= Royal Academy Exhibition of 1771 =

1771 art exhibition in London

The Death of General Wolfe by Benjamin West

The Royal Academy Exhibition of 1771 was an art exhibition staged at Pall Mall between 24 April and 28 May 1771. It was the third annual exhibition to be organised by the Royal Academy of Arts. The exhibition attracted more than twenty thousand visitors and featured 276 works from painting, sculpture, architecture and prints. Today it is best remembered for Benjamin West's history painting The Death of General Wolfe.

==Exhibition==
Joshua Reynolds, President of the Royal Academy submitted his usual portraits as well as a couple of history paintings. Nathaniel Dance exhibited David Garrick as Richard III at Bosworth, a portrait of the celebrated actor in one of his Shakespearian roles. The German-born artist Johann Zoffany exhibited his Portrait of George III. Thomas Gainsborough featured two landscapes along with several portraits, the latter including full-length pictures of Lord Ligonier and his wife as well as William Wade, the Master of Ceremonies at the fashionable Assembly Rooms in Bath where he was at that time based.

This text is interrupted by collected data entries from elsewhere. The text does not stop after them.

//! Array pane: bar rendering for sorting and searching snapshots

use crate::step::{Snapshot, Step};
use crate::ui::theme::DEFAULT_THEME;
use ratatui::{
    layout::Rect,
    style::{Modifier, Style},
    text::{Line, Span},
    widgets::{Block, Borders, Paragraph},
    Frame,
};

/// Render any array-family snapshot (sorting, merge buffers, search
/// brackets and scans) as one bar per element.
pub fn render_array_pane(frame: &mut Frame, area: Rect, step: &Step) {
    let block = Block::default()
        .borders(Borders::ALL)
        .title(" Array ")
        .border_style(Style::default().fg(DEFAULT_THEME.border_focused));

    let bar_width = (area.width.saturating_sub(14) as usize).clamp(4, 32);

    let lines = match &step.snapshot {
        Snapshot::Array {
            values,
            focus,
            region,
            sorted_region,
            depth,
        } => {
            let mut lines = bar_lines(values, bar_width, |i| {
                if focus.contains(&i) {
                    Style::default()
                        .fg(DEFAULT_THEME.secondary)
                        .add_modifier(Modifier::BOLD)
                } else if in_range(*sorted_region, i) {
                    Style::default().fg(DEFAULT_THEME.success)
                } else if in_range(*region, i) {
                    Style::default().fg(DEFAULT_THEME.primary)
                } else {
                    Style::default().fg(DEFAULT_THEME.fg)
                }
            });
            if let Some((lo, hi)) = region {
                lines.push(Line::from(Span::styled(
                    format!("range a[{}..={}]  depth {}", lo, hi, depth),
                    Style::default().fg(DEFAULT_THEME.comment),
                )));
            }
            lines
        }

        Snapshot::ArrayMerge {
            values,
            left,
            right,
            buffer,
            depth,
        } => {
            let mut lines = bar_lines(values, bar_width, |i| {
                if i >= left.0 && i <= left.1 {
                    Style::default().fg(DEFAULT_THEME.primary)
                } else if i >= right.0 && i <= right.1 {
                    Style::default().fg(DEFAULT_THEME.secondary)
                } else {
                    Style::default().fg(DEFAULT_THEME.comment)
                }
            });
            lines.push(Line::from(vec![
                Span::styled("buffer ", Style::default().fg(DEFAULT_THEME.comment)),
                Span::styled(
                    format!("{:?}", buffer),
                    Style::default().fg(DEFAULT_THEME.success),
                ),
            ]));
            lines.push(Line::from(Span::styled(
                format!(
                    "merging a[{}..={}] with a[{}..={}]  depth {}",
                    left.0, left.1, right.0, right.1, depth
                ),
                Style::default().fg(DEFAULT_THEME.comment),
            )));
            lines
        }

        Snapshot::SearchBracket {
            values,
            low,
            high,
            mid,
            ..
        } => {
            let mut lines = bar_lines(values, bar_width, |i| {
                if i == *mid {
                    Style::default()
                        .fg(DEFAULT_THEME.secondary)
                        .add_modifier(Modifier::BOLD)
                } else if i >= *low && i <= *high {
                    Style::default().fg(DEFAULT_THEME.fg)
                } else {
                    Style::default().fg(DEFAULT_THEME.comment)
                }
            });
            lines.push(Line::from(Span::styled(
                format!("low {}  mid {}  high {}", low, mid, high),
                Style::default().fg(DEFAULT_THEME.comment),
            )));
            lines
        }

        Snapshot::SearchScan {
            values, current, ..
        } => bar_lines(values, bar_width, |i| {
            if i == *current {
                Style::default()
                    .fg(DEFAULT_THEME.secondary)
                    .add_modifier(Modifier::BOLD)
            } else if i < *current {
                Style::default().fg(DEFAULT_THEME.comment)
            } else {
                Style::default().fg(DEFAULT_THEME.fg)
            }
        }),

        // Not an array-family snapshot; the app picked the wrong pane
        _ => vec![Line::from("")],
    };

    frame.render_widget(Paragraph::new(lines).block(block), area);
}

fn bar_lines<F>(values: &[i64], bar_width: usize, style_of: F) -> Vec<Line<'static>>
where
    F: Fn(usize) -> Style,
{
    let max_abs = values.iter().map(|v| v.unsigned_abs()).max().unwrap_or(1).max(1);

    values
        .iter()
        .enumerate()
        .map(|(i, &v)| {
            let len = ((v.unsigned_abs() * bar_width as u64 / max_abs) as usize).max(1);
            let style = style_of(i);
            Line::from(vec![
                Span::styled(
                    format!("a[{:>2}] ", i),
                    Style::default().fg(DEFAULT_THEME.comment),
                ),
                Span::styled("█".repeat(len), style),
                Span::styled(format!(" {}", v), style),
            ])
        })
        .collect()
}

fn in_range(range: Option<(usize, usize)>, i: usize) -> bool {
    range.is_some_and(|(lo, hi)| i >= lo && i <= hi)
}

Benjamin West submitted nine works including The Death of General Wolfe, a modern history painting depicting the death in battle of James Wolfe during the taking of Quebec in 1759.
Another neoclassical history painting The Oath of Hannibal featuring a scene from the Punic Wars also received acclaim. Angelica Kauffman showed several neoclassical history paintings including Interview of Edgar and Elfrida drawn from British history. The painter Richard Wilson submitted three landscape paintings two of which View near Wynnstay and Dinas Bran from Llangollen portrayed scenes in his native Wales and a third depicting Houghton House in Bedfordshire. William Pars exhibited eight watercolours he had produced after accompanying Viscount Palmerston on a Grand Tour.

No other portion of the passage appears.